Once you find the line containing "self.details = Some(details);" in the data below, copy it and each following line exactly, up to and including the line containing "let author = self.author.ok_or_else(||", and nothing else.

(Stored entries)
┌──

//! LECG build-support tools.
//!
//! Three small, independent utilities used while developing the LECG Revit
//! add-in:
//!
//! - [`build_runner`]: run `dotnet build` with warnings-only logging and
//!   capture its output
//! - [`log_scan`]: list the warning lines of a (UTF-16) build log
//! - [`icons`]: resize the full-size ribbon artwork into 32px and 16px icons
//!
//! Every operation returns a typed [`ToolError`]; deciding whether a failure
//! stops anything is left to the caller.
//!
//! # Usage
//!
//! ```no_run
//! use lecg_tools::icons::{resize_all, PathLayout};
//!
//! let dirs = PathLayout::Repo { root: ".".into() }.dirs();
//! let report = resize_all(&dirs)?;
//! for event in &report.events {
//!     println!("{}", event);
//! }
//! # Ok::<(), lecg_tools::ToolError>(())
//! ```

/// Version of this crate, as reported by `lecg --version-verbose`.
pub const VERSION: &str = env!("CARGO_PKG_VERSION");

pub mod build_runner;
pub mod error;
pub mod icons;
pub mod log_scan;

pub use build_runner::{BuildCommand, BuildOutput};
pub use error::{Result, ToolError};
pub use icons::{resize_all, resize_all_with, IconDirs, PathLayout, ResizeEvent, ResizeReport};
pub use log_scan::{scan_file, LogEncoding, WarningLine};
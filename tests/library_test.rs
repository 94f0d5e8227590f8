use library_catalog::{Book, Library, Status};
use pretty_assertions::assert_eq;
use std::collections::HashMap;

#[test]
fn test_three_books_by_year() {
    let mut library = Library::new();
    library.add(Book::new("Jane Eyre", "Charlotte Bronte", 1847, "9780141441146").unwrap()).unwrap();
    library.add(Book::new("The Shining", "Stephen King", 1977, "9780307743657").unwrap()).unwrap();
    library.add(Book::new("The Running Man", "Richard Bachman", 1982, "9780451197962").unwrap()).unwrap();

    let years: Vec<i32> = library.get_sorted_by_year().iter().map(|b| b.year()).collect();
    assert_eq!(years, vec![1847, 1977, 1982]);

    let in_range: Vec<&str> = library.find_by_year_range(1950, 2000).unwrap()
        .iter()
        .map(|b| b.isbn())
        .collect();
    assert_eq!(in_range, vec!["9780307743657", "9780451197962"]);

    assert_eq!(library.count_by_status(), HashMap::from([(Status::Available, 3)]));
}

#[test]
fn test_remove_by_author_padded_and_uppercase() {
    let mut library = Library::new();
    library.add(Book::new("The Running Man", "Richard Bachman", 1982, "9780451197962").unwrap()).unwrap();
    library.add(Book::new("Thinner", "Richard Bachman", 1984, "9780451161345").unwrap()).unwrap();
    library.add(Book::new("Carrie", "Stephen King", 1974, "9780307743664").unwrap()).unwrap();

    assert_eq!(library.remove_by_author("  RICHARD BACHMAN  ").unwrap(), 2);
    assert_eq!(library.len(), 1);
    assert_eq!(library.remove_by_author("RICHARD BACHMAN").unwrap(), 0);
    assert_eq!(library.len(), 1);
    assert!(library.find_by_isbn("9780307743664").is_ok());
}
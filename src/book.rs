pub mod compare;
pub mod validate;

use crate::error::{LibraryError, Result};
use serde::{Deserialize, Serialize};
use std::fmt;
use std::fmt::{Display, Formatter};
use std::hash::{Hash, Hasher};

/// 도서의 대출 상태
/// 상태 전이 규칙은 없으며 [`Book::set_status`]로 어떤 상태든 설정할 수 있다.
#[derive(Debug, Default, Clone, Copy, Eq, PartialEq, Hash, Serialize, Deserialize)]
#[serde(rename_all = "UPPERCASE")]
pub enum Status {
    #[default]
    Available,
    Borrowed,
    Reserved,
}

impl TryFrom<&str> for Status {
    type Error = LibraryError;

    fn try_from(value: &str) -> std::result::Result<Self, Self::Error> {
        match value.trim().to_lowercase().as_str() {
            "available" => Ok(Status::Available),
            "borrowed" => Ok(Status::Borrowed),
            "reserved" => Ok(Status::Reserved),
            _ => Err(LibraryError::invalid(format!("Unknown status: {}", value)))
        }
    }
}

impl Display for Status {
    fn fmt(&self, f: &mut Formatter<'_>) -> fmt::Result {
        match self {
            Status::Available => write!(f, "AVAILABLE"),
            Status::Borrowed => write!(f, "BORROWED"),
            Status::Reserved => write!(f, "RESERVED"),
        }
    }
}

/// 기술 서적의 난이도
#[derive(Debug, Clone, Copy, Eq, PartialEq, Hash, Serialize, Deserialize)]
#[serde(rename_all = "UPPERCASE")]
pub enum Difficulty {
    Beginner,
    Intermediate,
    Advanced,
}

impl TryFrom<&str> for Difficulty {
    type Error = LibraryError;

    fn try_from(value: &str) -> std::result::Result<Self, Self::Error> {
        match value.trim().to_lowercase().as_str() {
            "beginner" => Ok(Difficulty::Beginner),
            "intermediate" => Ok(Difficulty::Intermediate),
            "advanced" => Ok(Difficulty::Advanced),
            _ => Err(LibraryError::invalid(format!("Unknown difficulty: {}", value)))
        }
    }
}

impl Display for Difficulty {
    fn fmt(&self, f: &mut Formatter<'_>) -> fmt::Result {
        match self {
            Difficulty::Beginner => write!(f, "BEGINNER"),
            Difficulty::Intermediate => write!(f, "INTERMEDIATE"),
            Difficulty::Advanced => write!(f, "ADVANCED"),
        }
    }
}

/// 도서 종류별 추가 정보
/// 데이터만 확장하며 도서의 동작은 종류와 관계 없이 같다.
#[derive(Debug, Clone, Eq, PartialEq, Serialize, Deserialize)]
#[serde(tag = "kind", rename_all = "lowercase")]
pub enum Details {
    Fiction {
        genre: String,
    },
    Technical {
        subject: String,
        #[serde(default, skip_serializing_if = "Option::is_none")]
        difficulty: Option<Difficulty>,
    },
}

impl Details {
    fn validate(&self) -> Result<()> {
        match self {
            Details::Fiction { genre } => validate::validate_genre(genre),
            Details::Technical { subject, .. } => validate::validate_subject(subject),
        }
    }

    fn check_trimmed(&self) -> Result<()> {
        match self {
            Details::Fiction { genre } => require_trimmed("genre", genre),
            Details::Technical { subject, .. } => require_trimmed("subject", subject),
        }
    }

    fn trimmed(self) -> Self {
        match self {
            Details::Fiction { genre } => Details::Fiction { genre: genre.trim().to_owned() },
            Details::Technical { subject, difficulty } => Details::Technical {
                subject: subject.trim().to_owned(),
                difficulty,
            },
        }
    }
}

/// 도서
///
/// 동등성과 해시는 ISBN만으로 결정된다. 같은 ISBN을 가진 두 도서는 다른 필드가 달라도 같은 도서로 취급한다.
#[derive(Debug, Clone, Serialize, Deserialize)]
#[serde(deny_unknown_fields)]
pub struct Book {
    title: String,
    author: String,
    year: i32,
    isbn: String,
    #[serde(default)]
    status: Status,
    #[serde(default, skip_serializing_if = "Option::is_none")]
    details: Option<Details>,
}

impl Book {
    /// 일반 도서를 생성한다.
    ///
    /// # Example
    /// ```
    /// use library_catalog::book::{Book, Status};
    ///
    /// let book = Book::new(" Jane Eyre ", "Charlotte Bronte", 1847, "9780141441146").unwrap();
    /// assert_eq!(book.title(), "Jane Eyre");
    /// assert_eq!(book.status(), Status::Available);
    ///
    /// assert!(Book::new("Jane Eyre", "Charlotte Bronte", 1847, "978-0141441146").is_err());
    /// ```
    pub fn new(title: &str, author: &str, year: i32, isbn: &str) -> Result<Self> {
        Self::builder()
            .title(title)
            .author(author)
            .year(year)
            .isbn(isbn)
            .build()
    }

    pub fn fiction(title: &str, author: &str, year: i32, isbn: &str, genre: &str) -> Result<Self> {
        Self::builder()
            .title(title)
            .author(author)
            .year(year)
            .isbn(isbn)
            .details(Details::Fiction { genre: genre.to_owned() })
            .build()
    }

    pub fn technical(
        title: &str,
        author: &str,
        year: i32,
        isbn: &str,
        subject: &str,
        difficulty: Option<Difficulty>,
    ) -> Result<Self> {
        Self::builder()
            .title(title)
            .author(author)
            .year(year)
            .isbn(isbn)
            .details(Details::Technical { subject: subject.to_owned(), difficulty })
            .build()
    }

    pub fn builder() -> BookBuilder {
        BookBuilder::new()
    }

    pub fn title(&self) -> &str {
        &self.title
    }

    pub fn author(&self) -> &str {
        &self.author
    }

    pub fn year(&self) -> i32 {
        self.year
    }

    pub fn isbn(&self) -> &str {
        &self.isbn
    }

    pub fn status(&self) -> Status {
        self.status
    }

    pub fn details(&self) -> Option<&Details> {
        self.details.as_ref()
    }

    pub fn set_status(&mut self, status: Status) {
        self.status = status;
    }

    /// 생성자를 거치지 않은 도서(JSON에서 읽은 도서 등)의 모든 필드를 다시 검사한다.
    pub fn validate(&self) -> Result<()> {
        validate::validate_title(&self.title)?;
        validate::validate_author(&self.author)?;
        validate::validate_year(self.year)?;
        validate::validate_isbn(&self.isbn)?;
        if let Some(details) = &self.details {
            details.validate()?;
        }

        // 생성자는 문자열 필드의 공백을 제거해서 저장한다.
        require_trimmed("title", &self.title)?;
        require_trimmed("author", &self.author)?;
        require_trimmed("isbn", &self.isbn)?;
        if let Some(details) = &self.details {
            details.check_trimmed()?;
        }
        Ok(())
    }
}

fn require_trimmed(field: &str, value: &str) -> Result<()> {
    if value.trim() != value {
        return Err(LibraryError::invalid(format!("{} has surrounding whitespace: \"{}\"", field, value)));
    }
    Ok(())
}

impl PartialEq for Book {
    fn eq(&self, other: &Self) -> bool {
        self.isbn == other.isbn
    }
}

impl Eq for Book {}

impl Hash for Book {
    fn hash<H: Hasher>(&self, state: &mut H) {
        self.isbn.hash(state);
    }
}

impl AsRef<Book> for Book {
    fn as_ref(&self) -> &Book {
        self
    }
}

impl Display for Book {
    fn fmt(&self, f: &mut Formatter<'_>) -> fmt::Result {
        write!(f, "{} - {} ({}) [{}] {}", self.isbn, self.title, self.year, self.author, self.status)?;
        match &self.details {
            Some(Details::Fiction { genre }) => write!(f, " fiction: {}", genre),
            Some(Details::Technical { subject, difficulty: Some(d) }) => write!(f, " technical: {}, {}", subject, d),
            Some(Details::Technical { subject, difficulty: None }) => write!(f, " technical: {}", subject),
            None => Ok(()),
        }
    }
}

/// Book 빌더
#[derive(Debug, Clone, Default)]
pub struct BookBuilder {
    title: Option<String>,
    author: Option<String>,
    year: Option<i32>,
    isbn: Option<String>,
    details: Option<Details>,
}

impl BookBuilder {
    pub fn new() -> Self {
        Self::default()
    }

    pub fn title(mut self, title: &str) -> Self {
        self.title = Some(title.to_owned());
        self
    }

    pub fn author(mut self, author: &str) -> Self {
        self.author = Some(author.to_owned());
        self
    }

    pub fn year(mut self, year: i32) -> Self {
        self.year = Some(year);
        self
    }

    pub fn isbn(mut self, isbn: &str) -> Self {
        self.isbn = Some(isbn.to_owned());
        self
    }

    pub fn details(mut self, details: Details) -> Self {
        self.details = Some(details);
        self
    }

    /// 모든 필드를 검사하고 공백을 제거하여 도서를 만든다. 생성된 도서의 상태는 [`Status::Available`]이다.
    pub fn build(self) -> Result<Book> {
        let title = self.title.ok_or_else(|| LibraryError::invalid("title is required"))?;
        let author = self.author.ok_or_else(|| LibraryError::invalid("author is required"))?;
        let year = self.year.ok_or_else(|| LibraryError::invalid("year is required"))?;
        let isbn = self.isbn.ok_or_else(|| LibraryError::invalid("isbn is required"))?;

        validate::validate_title(&title)?;
        validate::validate_author(&author)?;
        validate::validate_year(year)?;
        validate::validate_isbn(&isbn)?;
        if let Some(details) = &self.details {
            details.validate()?;
        }

        Ok(Book {
            title: title.trim().to_owned(),
            author: author.trim().to_owned(),
            year,
            isbn: isbn.trim().to_owned(),
            status: Status::Available,
            details: self.details.map(Details::trimmed),
        })
    }
}
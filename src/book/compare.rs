//! 도서 정렬 기준
//!
//! 모든 비교 함수는 [`slice::sort_by`]와 함께 사용한다. 안정 정렬이므로 비교 결과가 같은 도서는 입력 순서를 유지한다.

use crate::book::Book;
use std::cmp::Ordering;

/// 출판 연도 오름차순
pub fn by_year(a: &Book, b: &Book) -> Ordering {
    a.year().cmp(&b.year())
}

/// 저자 이름 (대소문자 무시)
pub fn by_author(a: &Book, b: &Book) -> Ordering {
    compare_ignore_case(a.author(), b.author())
}

/// 제목 (대소문자 무시)
pub fn by_title(a: &Book, b: &Book) -> Ordering {
    compare_ignore_case(a.title(), b.title())
}

/// 제목, 저자, 출판 연도 순으로 비교한다. 제목과 저자는 대소문자를 구분한다.
pub fn by_title_then_author_then_year(a: &Book, b: &Book) -> Ordering {
    a.title().cmp(b.title())
        .then_with(|| a.author().cmp(b.author()))
        .then_with(|| by_year(a, b))
}

fn compare_ignore_case(a: &str, b: &str) -> Ordering {
    a.chars()
        .flat_map(char::to_lowercase)
        .cmp(b.chars().flat_map(char::to_lowercase))
}
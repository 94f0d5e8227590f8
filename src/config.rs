pub mod log;

use serde::Deserialize;
use std::env;

const DEFAULT_CATALOG_PATH: &str = "data/catalog.json";

#[derive(Debug, Clone, Deserialize)]
pub struct Catalog {
    path: String,
}

impl Catalog {
    pub fn path(&self) -> &str {
        &self.path
    }
}

#[derive(Debug, Clone, Deserialize)]
pub struct AppConfig {
    catalog: Catalog,
    logger: Option<log::Config>,
}

impl AppConfig {
    pub fn catalog(&self) -> &Catalog {
        &self.catalog
    }

    pub fn logger(&self) -> Option<&log::Config> {
        self.logger.as_ref()
    }
}

/// 실행 환경에 따라 .env 파일을 로드한다.
pub fn load_dotenv() {
    let env_filename = env::var("RUN_MODE")
        .map(|env| format!(".env.{}", env))
        .unwrap_or_else(|_| ".env".into());

    dotenvy::from_filename(env_filename).ok();
}

/// `config/{RUN_MODE}.json` 파일과 `LIBRARY__` 로 시작하는 환경 변수를 읽어 설정을 만든다.
/// 환경 변수가 파일보다 우선하며, 예를 들어 `LIBRARY__CATALOG__PATH`는 `catalog.path`를 덮어쓴다.
pub fn load_config() -> Result<AppConfig, ::config::ConfigError> {
    let env = env::var("RUN_MODE").unwrap_or_else(|_| "development".into());
    let config = ::config::Config::builder()
        .set_default("catalog.path", DEFAULT_CATALOG_PATH)?
        .add_source(::config::File::with_name(&format!("config/{}.json", env)).required(false))
        .add_source(::config::Environment::with_prefix("LIBRARY").prefix_separator("__").separator("__"))
        .build()?;

    config.try_deserialize()
}
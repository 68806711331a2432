//! PCM Shared-Memory Bridge Library
//!
//! Playback transport between a pull-based host audio framework and an
//! external consumer process: a ring buffer in a POSIX shared memory segment
//! plus a wall-clock playback pointer.

pub mod audio;
pub mod session;
pub mod shm;

pub use audio::{AudioFormat, HwParams, PlaybackClock, Timestamp};
pub use session::{ConsumerView, SessionConfig, SessionError, SessionState, TransportSession};
pub use shm::{SharedSegment, ShmError};
//! POSIX 共享内存段
//!
//! `shm_open` + `ftruncate` + `mmap(MAP_SHARED)`，映射在整个句柄生命周期内
//! 地址不变；`Drop` 负责 `munmap` 和关闭 fd。
//!
//! 单写者约束通过对段 fd 加 `flock(LOCK_EX | LOCK_NB)` 实现：
//! 锁跟随打开的文件描述，fd 关闭即释放，进程崩溃也不会残留。

use std::ffi::CString;
use std::io;
use std::os::raw::c_int;
use std::ptr::NonNull;

use thiserror::Error;

/// 共享段错误
#[derive(Debug, Error)]
pub enum ShmError {
    #[error("Invalid segment name {0:?} (expected \"/name\")")]
    InvalidName(String),
    #[error("Failed to open segment {name}: {source}")]
    Open {
        name: String,
        #[source]
        source: io::Error,
    },
    #[error("Failed to size segment to {size} bytes: {source}")]
    Resize {
        size: usize,
        #[source]
        source: io::Error,
    },
    #[error("Failed to map {size} bytes: {source}")]
    Map {
        size: usize,
        #[source]
        source: io::Error,
    },
    #[error("Segment is {actual} bytes, need at least {required}")]
    TooSmall { actual: usize, required: usize },
    #[error("Segment {0} already has a writer")]
    WriterBusy(String),
    #[error("Failed to lock segment: {0}")]
    Lock(#[source] io::Error),
    #[error("Failed to unlink segment {name}: {source}")]
    Unlink {
        name: String,
        #[source]
        source: io::Error,
    },
    #[error("Segment magic mismatch (not initialized by a writer?)")]
    BadMagic,
    #[error("Layout version {found} not supported (expected {expected})")]
    VersionMismatch { found: u32, expected: u32 },
    #[error("Ring buffer capacity {found} does not match {expected}")]
    CapacityMismatch { found: u32, expected: u32 },
}

/// 已映射的共享内存段
pub struct SharedSegment {
    /// 匿名映射时为 None
    name: Option<String>,
    /// 匿名映射时为 -1
    fd: c_int,
    ptr: NonNull<u8>,
    len: usize,
    created: bool,
    writer_locked: bool,
    memory_locked: bool,
}

// 映射地址在生命周期内稳定，访问纪律由上层 (单写者) 保证
unsafe impl Send for SharedSegment {}

impl SharedSegment {
    /// 打开（或创建）命名共享段并映射 `size` 字节
    ///
    /// 新创建的段由内核零填充。已存在的段小于 `size` 时：
    /// `create` 为真则扩大（新增部分同样为零），否则返回 `TooSmall`。
    pub fn open(name: &str, size: usize, create: bool) -> Result<Self, ShmError> {
        let c_name = segment_name(name)?;

        let (fd, created) = open_fd(&c_name, create).map_err(|source| ShmError::Open {
            name: name.to_string(),
            source,
        })?;

        match Self::map_fd(fd, size, create) {
            Ok(ptr) => {
                log::info!(
                    "Shared segment {} {} ({} bytes)",
                    name,
                    if created { "created" } else { "attached" },
                    size
                );
                Ok(Self {
                    name: Some(name.to_string()),
                    fd,
                    ptr,
                    len: size,
                    created,
                    writer_locked: false,
                    memory_locked: false,
                })
            }
            Err(e) => {
                unsafe { libc::close(fd) };
                Err(e)
            }
        }
    }

    /// 匿名共享映射（零填充）
    ///
    /// 不对应任何命名对象，fork 出的子进程可以共享，测试中用作段替身。
    pub fn anonymous(size: usize) -> Result<Self, ShmError> {
        let ptr = mmap_shared(size, -1, libc::MAP_SHARED | libc::MAP_ANONYMOUS)?;
        Ok(Self {
            name: None,
            fd: -1,
            ptr,
            len: size,
            created: true,
            writer_locked: false,
            memory_locked: false,
        })
    }

    /// 删除命名段；已映射的句柄仍然有效
    pub fn unlink(name: &str) -> Result<(), ShmError> {
        let c_name = segment_name(name)?;
        if unsafe { libc::shm_unlink(c_name.as_ptr()) } != 0 {
            return Err(ShmError::Unlink {
                name: name.to_string(),
                source: io::Error::last_os_error(),
            });
        }
        log::info!("Shared segment {} unlinked", name);
        Ok(())
    }

    fn map_fd(fd: c_int, size: usize, create: bool) -> Result<NonNull<u8>, ShmError> {
        let actual = fd_size(fd).map_err(|source| ShmError::Resize { size, source })?;

        if actual < size {
            if !create {
                return Err(ShmError::TooSmall {
                    actual,
                    required: size,
                });
            }
            if unsafe { libc::ftruncate(fd, size as libc::off_t) } != 0 {
                return Err(ShmError::Resize {
                    size,
                    source: io::Error::last_os_error(),
                });
            }
        }

        mmap_shared(size, fd, libc::MAP_SHARED)
    }

    /// 获取单写者锁
    ///
    /// 已有其它写者持锁时返回 `WriterBusy`。匿名映射没有可加锁的对象，直接成功。
    pub fn lock_exclusive(&mut self) -> Result<(), ShmError> {
        if self.writer_locked || self.fd < 0 {
            self.writer_locked = true;
            return Ok(());
        }

        if unsafe { libc::flock(self.fd, libc::LOCK_EX | libc::LOCK_NB) } != 0 {
            let err = io::Error::last_os_error();
            return match err.raw_os_error() {
                Some(code) if code == libc::EWOULDBLOCK => Err(ShmError::WriterBusy(
                    self.name.clone().unwrap_or_default(),
                )),
                _ => Err(ShmError::Lock(err)),
            };
        }

        self.writer_locked = true;
        log::debug!("Writer lock acquired on {}", self.display_name());
        Ok(())
    }

    /// 锁定映射内存，防止被换页
    ///
    /// 失败不致命，只记录警告。返回是否成功锁定。
    pub fn lock_memory(&mut self) -> bool {
        if self.memory_locked {
            return true;
        }

        let result = unsafe { libc::mlock(self.ptr.as_ptr() as *const libc::c_void, self.len) };

        if result == 0 {
            self.memory_locked = true;
            log::debug!("Shared segment memory locked: {} bytes", self.len);
            true
        } else {
            log::warn!(
                "Failed to lock shared segment memory: {}",
                io::Error::last_os_error()
            );
            false
        }
    }

    #[inline]
    pub fn as_ptr(&self) -> *const u8 {
        self.ptr.as_ptr()
    }

    #[inline]
    pub fn as_mut_ptr(&mut self) -> *mut u8 {
        self.ptr.as_ptr()
    }

    #[inline]
    pub fn len(&self) -> usize {
        self.len
    }

    #[inline]
    pub fn is_empty(&self) -> bool {
        self.len == 0
    }

    /// 本次打开是否新建了段
    #[inline]
    pub fn created(&self) -> bool {
        self.created
    }

    #[inline]
    pub fn name(&self) -> Option<&str> {
        self.name.as_deref()
    }

    #[inline]
    pub fn is_writer_locked(&self) -> bool {
        self.writer_locked
    }

    fn display_name(&self) -> &str {
        self.name.as_deref().unwrap_or("<anonymous>")
    }
}

impl Drop for SharedSegment {
    fn drop(&mut self) {
        unsafe {
            let addr = self.ptr.as_ptr() as *mut libc::c_void;
            if self.memory_locked {
                libc::munlock(addr, self.len);
            }
            libc::munmap(addr, self.len);
            // 关闭 fd 同时释放 flock
            if self.fd >= 0 {
                libc::close(self.fd);
            }
        }
        log::debug!("Shared segment {} closed", self.display_name());
    }
}

impl std::fmt::Debug for SharedSegment {
    fn fmt(&self, f: &mut std::fmt::Formatter<'_>) -> std::fmt::Result {
        f.debug_struct("SharedSegment")
            .field("name", &self.name)
            .field("len", &self.len)
            .field("created", &self.created)
            .field("writer_locked", &self.writer_locked)
            .finish()
    }
}

/// POSIX 段名：以 '/' 开头，后面不再有 '/'
fn segment_name(name: &str) -> Result<CString, ShmError> {
    let valid = name.len() > 1 && name.starts_with('/') && !name[1..].contains('/');
    if !valid {
        return Err(ShmError::InvalidName(name.to_string()));
    }
    CString::new(name).map_err(|_| ShmError::InvalidName(name.to_string()))
}

/// 先尝试独占创建以得知是否为新段，已存在时再普通打开
fn open_fd(name: &CString, create: bool) -> io::Result<(c_int, bool)> {
    if create {
        let fd = shm_open(name, libc::O_RDWR | libc::O_CREAT | libc::O_EXCL);
        if fd >= 0 {
            return Ok((fd, true));
        }
        let err = io::Error::last_os_error();
        if err.raw_os_error() != Some(libc::EEXIST) {
            return Err(err);
        }
    }

    let fd = shm_open(name, libc::O_RDWR);
    if fd < 0 {
        return Err(io::Error::last_os_error());
    }
    Ok((fd, false))
}

#[cfg(not(target_os = "macos"))]
fn shm_open(name: &CString, oflag: c_int) -> c_int {
    unsafe { libc::shm_open(name.as_ptr(), oflag, 0o600 as libc::mode_t) }
}

#[cfg(target_os = "macos")]
fn shm_open(name: &CString, oflag: c_int) -> c_int {
    // macOS 上 shm_open 是变参函数，mode 以 c_uint 传递
    unsafe { libc::shm_open(name.as_ptr(), oflag, 0o600 as libc::c_uint) }
}

fn fd_size(fd: c_int) -> io::Result<usize> {
    let mut stat: libc::stat = unsafe { std::mem::zeroed() };
    if unsafe { libc::fstat(fd, &mut stat) } != 0 {
        return Err(io::Error::last_os_error());
    }
    Ok(stat.st_size as usize)
}

fn mmap_shared(size: usize, fd: c_int, flags: c_int) -> Result<NonNull<u8>, ShmError> {
    let addr = unsafe {
        libc::mmap(
            std::ptr::null_mut(),
            size,
            libc::PROT_READ | libc::PROT_WRITE,
            flags,
            fd,
            0,
        )
    };

    if addr == libc::MAP_FAILED {
        return Err(ShmError::Map {
            size,
            source: io::Error::last_os_error(),
        });
    }

    NonNull::new(addr as *mut u8).ok_or_else(|| ShmError::Map {
        size,
        source: io::Error::from(io::ErrorKind::InvalidData),
    })
}
//! 传输统计模块
//!
//! 在写入/位置查询回调中收集统计信息，所有操作 lock-free。
//! 只在本进程内使用，不进入共享段布局。

use std::fmt;
use std::sync::atomic::{AtomicU64, Ordering};

use crossbeam_utils::CachePadded;

/// 传输统计收集器
#[derive(Debug, Default)]
pub struct TransportStats {
    write_calls: CachePadded<AtomicU64>,
    bytes_accepted: CachePadded<AtomicU64>,
    // 因环绕或 frame 对齐被截断的写入
    short_writes: AtomicU64,
    zero_writes: AtomicU64,

    position_queries: CachePadded<AtomicU64>,
    // 位置查询时 expected-played 已超过 queued（按回绕差值判断）
    underrun_count: AtomicU64,
}

impl TransportStats {
    pub fn new() -> Self {
        Self::default()
    }

    /// 记录一次写入
    #[inline]
    pub fn on_write(&self, requested: usize, accepted: usize) {
        self.write_calls.fetch_add(1, Ordering::Relaxed);
        self.bytes_accepted
            .fetch_add(accepted as u64, Ordering::Relaxed);

        if accepted == 0 {
            self.zero_writes.fetch_add(1, Ordering::Relaxed);
        } else if accepted < requested {
            self.short_writes.fetch_add(1, Ordering::Relaxed);
        }
    }

    /// 记录一次位置查询
    #[inline]
    pub fn on_position_query(&self, expected_played: u32, queued: u32) {
        self.position_queries.fetch_add(1, Ordering::Relaxed);
        // 两个计数器都在 2^32 回绕，比较有符号差值而不是原值
        if (queued.wrapping_sub(expected_played) as i32) < 0 {
            self.underrun_count.fetch_add(1, Ordering::Relaxed);
        }
    }

    #[inline]
    pub fn underrun_count(&self) -> u64 {
        self.underrun_count.load(Ordering::Relaxed)
    }

    /// 生成报告
    pub fn report(&self) -> StatsReport {
        StatsReport {
            write_calls: self.write_calls.load(Ordering::Relaxed),
            bytes_accepted: self.bytes_accepted.load(Ordering::Relaxed),
            short_writes: self.short_writes.load(Ordering::Relaxed),
            zero_writes: self.zero_writes.load(Ordering::Relaxed),
            position_queries: self.position_queries.load(Ordering::Relaxed),
            underrun_count: self.underrun_count.load(Ordering::Relaxed),
        }
    }

    /// 重置统计
    pub fn reset(&self) {
        self.write_calls.store(0, Ordering::Relaxed);
        self.bytes_accepted.store(0, Ordering::Relaxed);
        self.short_writes.store(0, Ordering::Relaxed);
        self.zero_writes.store(0, Ordering::Relaxed);
        self.position_queries.store(0, Ordering::Relaxed);
        self.underrun_count.store(0, Ordering::Relaxed);
    }
}

/// 统计报告
#[derive(Debug, Clone, Copy, Default, PartialEq, Eq)]
pub struct StatsReport {
    pub write_calls: u64,
    pub bytes_accepted: u64,
    pub short_writes: u64,
    pub zero_writes: u64,
    pub position_queries: u64,
    pub underrun_count: u64,
}

impl fmt::Display for StatsReport {
    fn fmt(&self, f: &mut fmt::Formatter<'_>) -> fmt::Result {
        write!(
            f,
            "writes: {} ({} bytes, {} short, {} empty) | position queries: {} | underruns: {}",
            self.write_calls,
            self.bytes_accepted,
            self.short_writes,
            self.zero_writes,
            self.position_queries,
            self.underrun_count
        )
    }
}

└──

**Exercise answer**
        self.details = Some(details);
        self
    }

    /// 모든 필드를 검사하고 공백을 제거하여 도서를 만든다. 생성된 도서의 상태는 [`Status::Available`]이다.
    pub fn build(self) -> Result<Book> {
        let title = self.title.ok_or_else(|| LibraryError::invalid("title is required"))?;
        let author = self.author.ok_or_else(|| LibraryError::invalid("author is required"))?;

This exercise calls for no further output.